British writer and feminist

Avedon Carol is an American-born British feminist, anti-censorship, and civil liberties campaigner and a researcher in the field of sex crime, residing in England. She is a member of Feminists Against Censorship, and as part of their publishing group co-edited Bad Girls & Dirty Pictures (1993). She is the author of Nudes, Prudes and Attitudes (1994), and has also worked on other books by Feminists Against Censorship. On her own website, "Avedon's Sideshow", she publishes and compiles links to a wide array of stories and events.

== Biography ==
Carol was born in Maryland in 1951, growing up in Kensington, but resides in London.

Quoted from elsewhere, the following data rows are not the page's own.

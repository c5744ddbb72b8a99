//! Market data model: stock quotes, index snapshot, sortable columns.
//!
//! Everything here is plain data. Fetching lives in [`feed`], filter
//! expressions in [`filter`], and the filter/sort/group pass that turns raw
//! quotes into display order in [`arrange`].

pub mod arrange;
pub mod feed;
pub mod filter;

/// One row of the quotes table.
#[derive(Debug, Clone, PartialEq, Default)]
pub struct Quote {
    pub ticker: String,
    pub last: f64,
    pub change: f64,
    pub change_percent: f64,
    pub open: f64,
    pub low: f64,
    pub high: f64,
    pub low_52: f64,
    pub high_52: f64,
    pub volume: f64,
    pub avg_volume: f64,
    pub pe_ratio: f64,
    pub market_cap: f64,
}

impl Quote {
    /// True for advancing (or flat) issues.
    pub fn advancing(&self) -> bool {
        self.change >= 0.0
    }

    /// Numeric value shown in `column`. `None` for the ticker column.
    pub fn value(&self, column: Column) -> Option<f64> {
        let v = match column {
            Column::Ticker => return None,
            Column::Last => self.last,
            Column::Change => self.change,
            Column::ChangePercent => self.change_percent,
            Column::Open => self.open,
            Column::Low => self.low,
            Column::High => self.high,
            Column::Low52 => self.low_52,
            Column::High52 => self.high_52,
            Column::Volume => self.volume,
            Column::AvgVolume => self.avg_volume,
            Column::PeRatio => self.pe_ratio,
            Column::MarketCap => self.market_cap,
        };
        Some(v)
    }
}

/// Quotes table columns, in display order. Any of them can be the sort key.
#[derive(Debug, Clone, Copy, PartialEq, Eq, Hash, Default)]
pub enum Column {
    #[default]
    Ticker,
    Last,
    Change,
    ChangePercent,
    Open,
    Low,
    High,
    Low52,
    High52,
    Volume,
    AvgVolume,
    PeRatio,
    MarketCap,
}

impl Column {
    pub const ALL: [Column; 13] = [
        Column::Ticker,
        Column::Last,
        Column::Change,
        Column::ChangePercent,
        Column::Open,
        Column::Low,
        Column::High,
        Column::Low52,
        Column::High52,
        Column::Volume,
        Column::AvgVolume,
        Column::PeRatio,
        Column::MarketCap,
    ];

    /// Position in [`Column::ALL`]; this is what the profile stores.
    pub fn index(self) -> usize {
        self as usize
    }

    /// Inverse of [`Column::index`]. Out-of-range indices fall back to Ticker.
    pub fn from_index(index: usize) -> Self {
        Self::ALL.get(index).copied().unwrap_or_default()
    }

    pub fn header(self) -> &'static str {
        match self {
            Column::Ticker => "Ticker",
            Column::Last => "Last",
            Column::Change => "Change",
            Column::ChangePercent => "Change%",
            Column::Open => "Open",
            Column::Low => "Low",
            Column::High => "High",
            Column::Low52 => "52w Low",
            Column::High52 => "52w High",
            Column::Volume => "Volume",
            Column::AvgVolume => "AvgVolume",
            Column::PeRatio => "P/E",
            Column::MarketCap => "MktCap",
        }
    }

    /// Display width in terminal cells.
    pub fn width(self) -> u16 {
        match self {
            Column::Ticker => 8,
            Column::Volume | Column::AvgVolume => 10,
            Column::MarketCap => 9,
            Column::PeRatio => 7,
            _ => 9,
        }
    }

    /// Column to the left, clamped at the first one.
    pub fn left(self) -> Self {
        Self::from_index(self.index().saturating_sub(1))
    }

    /// Column to the right, clamped at the last one.
    pub fn right(self) -> Self {
        Self::from_index((self.index() + 1).min(Self::ALL.len() - 1))
    }
}

/// One market index, currency, or commodity line item.
#[derive(Debug, Clone, PartialEq)]
pub struct IndexQuote {
    pub label: &'static str,
    pub symbol: &'static str,
    pub last: f64,
    pub change: f64,
    pub change_percent: f64,
}

/// Index symbols shown in the market header, grouped by display row.
pub const MARKET_ROWS: [&[(&str, &str)]; 3] = [
    &[("Dow", "^DJI"), ("S&P 500", "^GSPC"), ("NASDAQ", "^IXIC")],
    &[
        ("Tokyo", "^N225"),
        ("HK", "^HSI"),
        ("London", "^FTSE"),
        ("10-Year Yield", "^TNX"),
    ],
    &[
        ("Euro", "EURUSD=X"),
        ("Yen", "JPY=X"),
        ("Oil", "CL=F"),
        ("Gold", "GC=F"),
    ],
];

/// All market symbols, flattened in display order.
pub fn market_symbols() -> impl Iterator<Item = (&'static str, &'static str)> {
    MARKET_ROWS.iter().flat_map(|row| row.iter().copied())
}

/// Latest market header data.
#[derive(Debug, Clone, PartialEq, Default)]
pub struct MarketSnapshot {
    /// Whether the regular US session is open.
    pub open: bool,
    pub indices: Vec<IndexQuote>,
}

impl MarketSnapshot {
    pub fn get(&self, symbol: &str) -> Option<&IndexQuote> {
        self.indices.iter().find(|q| q.symbol == symbol)
    }
}

#[cfg(test)]
mod tests {
    use super::*;

    #[test]
    fn column_index_round_trips() {
        for column in Column::ALL {
            assert_eq!(Column::from_index(column.index()), column);
        }
        assert_eq!(Column::from_index(99), Column::Ticker);
    }

    #[test]
    fn column_navigation_clamps() {
        assert_eq!(Column::Ticker.left(), Column::Ticker);
        assert_eq!(Column::Ticker.right(), Column::Last);
        assert_eq!(Column::MarketCap.right(), Column::MarketCap);
        assert_eq!(Column::MarketCap.left(), Column::PeRatio);
    }

    #[test]
    fn flat_quote_counts_as_advancing() {
        let q = Quote::default();
        assert!(q.advancing());
        let q = Quote { change: -0.01, ..Quote::default() };
        assert!(!q.advancing());
    }

    #[test]
    fn market_symbols_flatten_in_order() {
        let symbols: Vec<_> = market_symbols().map(|(_, s)| s).collect();
        assert_eq!(symbols.len(), 11);
        assert_eq!(symbols[0], "^DJI");
        assert_eq!(symbols[10], "GC=F");
    }
}
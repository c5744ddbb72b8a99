//! Turn the latest fetched quotes into display order.
//!
//! Order of operations: drop quotes for tickers no longer in the profile,
//! apply the filter, sort by the profile's column, then (when grouping is on)
//! stable-split into advancing issues followed by declining ones.

use std::cmp::Ordering;

use crate::profile::Profile;

use super::{Column, Quote};

pub fn arrange<'a>(quotes: &'a [Quote], profile: &Profile) -> Vec<&'a Quote> {
    let filter = profile.filter_expr();
    let mut rows: Vec<&Quote> = quotes
        .iter()
        .filter(|q| profile.tickers.iter().any(|t| t == &q.ticker))
        .filter(|q| filter.map_or(true, |f| f.matches(q)))
        .collect();

    let column = profile.sort_column();
    rows.sort_by(|a, b| {
        let ord = compare(a, b, column);
        if profile.ascending {
            ord
        } else {
            ord.reverse()
        }
    });

    if profile.grouped {
        let (advancing, declining): (Vec<&Quote>, Vec<&Quote>) =
            rows.into_iter().partition(|q| q.advancing());
        rows = advancing;
        rows.extend(declining);
    }

    rows
}

fn compare(a: &Quote, b: &Quote, column: Column) -> Ordering {
    match (a.value(column), b.value(column)) {
        (Some(x), Some(y)) => x.total_cmp(&y).then_with(|| a.ticker.cmp(&b.ticker)),
        _ => a.ticker.cmp(&b.ticker),
    }
}
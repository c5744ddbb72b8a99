//! Session loop: one task waiting on the keyboard and three timers.
//!
//! Each selected event is handled to completion (including any fetch and
//! repaint it asks for) before the loop waits again.

use std::io;
use std::thread::{self, JoinHandle};
use std::time::Duration;

use chrono::{DateTime, Local};
use crossterm::cursor::{Hide, Show};
use crossterm::event::{self, Event, KeyEventKind};
use crossterm::terminal::{
    disable_raw_mode, enable_raw_mode, EnterAlternateScreen, LeaveAlternateScreen,
};
use crossterm::ExecutableCommand;
use tokio::sync::mpsc;
use tracing::{debug, info, warn};

use crate::market::arrange::arrange;
use crate::market::feed::Feed;
use crate::market::{MarketSnapshot, Quote};
use crate::profile::Profile;

use super::app::Session;
use super::event::{InputEvent, Outcome, Redraw};
use super::scheduler::RefreshScheduler;
use super::screen::{Overlay, Screen, TerminalScreen, View};

/// Keyboard events buffered between the input thread and the loop.
pub const INPUT_BUFFER: usize = 64;

/// How often the input thread checks whether the loop is gone.
const INPUT_POLL: Duration = Duration::from_millis(250);

pub struct SessionLoop<S, F> {
    session: Session,
    profile: Profile,
    screen: S,
    feed: F,
    market: MarketSnapshot,
    quotes: Vec<Quote>,
    clock: DateTime<Local>,
}

impl<S: Screen, F: Feed> SessionLoop<S, F> {
    pub fn new(profile: Profile, screen: S, feed: F) -> Self {
        let session = Session::new(screen.visible_rows());
        Self {
            session,
            profile,
            screen,
            feed,
            market: MarketSnapshot::default(),
            quotes: Vec::new(),
            clock: Local::now(),
        }
    }

    /// Run until quit (or until the input channel closes). Hands the
    /// profile back so the caller can save it.
    pub async fn run(mut self, mut input: mpsc::Receiver<InputEvent>) -> Profile {
        info!(tickers = self.profile.tickers.len(), "session started");
        self.refresh_market().await;
        self.refresh_quotes().await;
        self.apply(Redraw::Dashboard).await;

        let mut scheduler = RefreshScheduler::start();
        loop {
            let outcome = tokio::select! {
                event = input.recv() => match event {
                    Some(event) => self.session.handle_input(event, &mut self.profile),
                    None => {
                        info!("input closed");
                        Outcome::Quit
                    }
                },
                cadence = scheduler.next() => self.session.handle_tick(cadence),
            };

            match outcome {
                Outcome::Continue => {}
                Outcome::Redraw(redraw) => self.apply(redraw).await,
                Outcome::Quit => break,
            }
        }

        info!("session ended");
        self.profile
    }

    async fn apply(&mut self, redraw: Redraw) {
        debug!(?redraw, "redraw");
        match redraw {
            Redraw::Clock => {
                self.clock = Local::now();
                self.render();
            }
            Redraw::Quotes => {
                if self.refresh_quotes().await {
                    self.render();
                }
            }
            Redraw::Market => {
                if self.refresh_market().await {
                    self.render();
                }
            }
            Redraw::Dashboard | Redraw::Help => {
                self.clear();
                self.render();
            }
            Redraw::Frame => self.render(),
            Redraw::Resize => {
                if let Err(e) = self.screen.resize() {
                    warn!(error = %e, "resize failed");
                }
                self.session
                    .set_visible_rows(self.screen.visible_rows(), self.profile.tickers.len());
                self.render();
            }
        }
    }

    async fn refresh_quotes(&mut self) -> bool {
        match self.feed.quotes(&self.profile.tickers).await {
            Ok(quotes) => {
                self.quotes = quotes;
                true
            }
            Err(e) => {
                warn!(error = %e, "quote refresh failed");
                false
            }
        }
    }

    async fn refresh_market(&mut self) -> bool {
        match self.feed.market().await {
            Ok(market) => {
                self.market = market;
                true
            }
            Err(e) => {
                warn!(error = %e, "market refresh failed");
                false
            }
        }
    }

    fn clear(&mut self) {
        if let Err(e) = self.screen.clear() {
            warn!(error = %e, "clear failed");
        }
    }

    fn render(&mut self) {
        let view = View {
            market: &self.market,
            quotes: arrange(&self.quotes, &self.profile),
            clock: self.clock,
            paused: self.session.paused(),
            offset: self.session.offset(),
            sort_column: self.profile.sort_column(),
            ascending: self.profile.ascending,
            filter: self.profile.filter(),
            overlay: Overlay::from(self.session.mode()),
        };
        if let Err(e) = self.screen.draw(&view) {
            warn!(error = %e, "draw failed");
        }
    }
}

/// Forward terminal key presses and resizes until the receiver goes away.
pub fn spawn_input_thread(tx: mpsc::Sender<InputEvent>) -> io::Result<JoinHandle<()>> {
    thread::Builder::new()
        .name("keyboard".into())
        .spawn(move || loop {
            if tx.is_closed() {
                break;
            }
            match event::poll(INPUT_POLL) {
                Ok(true) => {}
                Ok(false) => continue,
                Err(e) => {
                    warn!(error = %e, "terminal poll failed");
                    break;
                }
            }
            let forwarded = match event::read() {
                Ok(Event::Key(key)) if key.kind != KeyEventKind::Release => InputEvent::Key(key),
                Ok(Event::Resize(cols, rows)) => InputEvent::Resize(cols, rows),
                Ok(_) => continue,
                Err(e) => {
                    warn!(error = %e, "terminal read failed");
                    break;
                }
            };
            if tx.blocking_send(forwarded).is_err() {
                break;
            }
        })
}

/// Take over the terminal, run the dashboard, and give the terminal back.
pub async fn run_dashboard<F: Feed>(profile: Profile, feed: F) -> anyhow::Result<Profile> {
    enter_terminal()?;

    let result = async {
        let screen = TerminalScreen::new()?;
        let (tx, rx) = mpsc::channel(INPUT_BUFFER);
        spawn_input_thread(tx)?;
        Ok::<_, anyhow::Error>(SessionLoop::new(profile, screen, feed).run(rx).await)
    }
    .await;

    restore_terminal()?;
    result
}

/// Raw mode, alternate screen, hidden cursor. A failure part way leaves the
/// terminal as it was found.
fn enter_terminal() -> io::Result<()> {
    enable_raw_mode()?;
    undo_on_error(
        || {
            io::stdout().execute(EnterAlternateScreen)?.execute(Hide)?;
            Ok(())
        },
        || {
            if let Err(e) = restore_terminal() {
                warn!(error = %e, "terminal restore failed");
            }
        },
    )
}

/// Run `steps`, calling `undo` before returning their error.
fn undo_on_error<T>(
    steps: impl FnOnce() -> io::Result<T>,
    undo: impl FnOnce(),
) -> io::Result<T> {
    steps().inspect_err(|_| undo())
}

fn restore_terminal() -> io::Result<()> {
    let raw = disable_raw_mode();
    io::stdout().execute(Show)?.execute(LeaveAlternateScreen)?;
    raw
}

#[cfg(test)]
mod tests {
    use super::*;
    use std::cell::Cell;

    #[test]
    fn failed_setup_is_undone() {
        let undone = Cell::new(false);
        let result: io::Result<()> = undo_on_error(
            || Err(io::Error::other("alternate screen unavailable")),
            || undone.set(true),
        );
        assert_eq!(result.unwrap_err().to_string(), "alternate screen unavailable");
        assert!(undone.get());
    }

    #[test]
    fn successful_setup_is_kept() {
        let undone = Cell::new(false);
        let result = undo_on_error(|| Ok(7), || undone.set(true));
        assert_eq!(result.unwrap(), 7);
        assert!(!undone.get());
    }
}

Carol is a member of Feminists Against Censorship, a women's group fighting for sexual expression and against censorship. Carol has pushed back against feminists Andrea Dworkin and Catharine MacKinnon, claiming the "fear and loathing of the male member" was not fully justified. She declared herself "passionately opposed to censorship".

A well-known figure in science fiction fandom, Avedon was the 1983 winner of the Trans Atlantic Fan Fund, and has been nominated for three Hugo Awards (1989, 1991 and 1992) as Best Fan Writer for her contributions to science fiction fanzines and as an active member of the Amateur Press Associations AWA (A Women's APA) in the US and TWP (The Women's Periodical) in Britain. She was Fan Guest of Honour at Wiscon in Madison, Wisconsin in 1987 and at the British Eastercons in Glasgow in 1983 (Albacon II) and on Jersey in 1989 (Contrivance).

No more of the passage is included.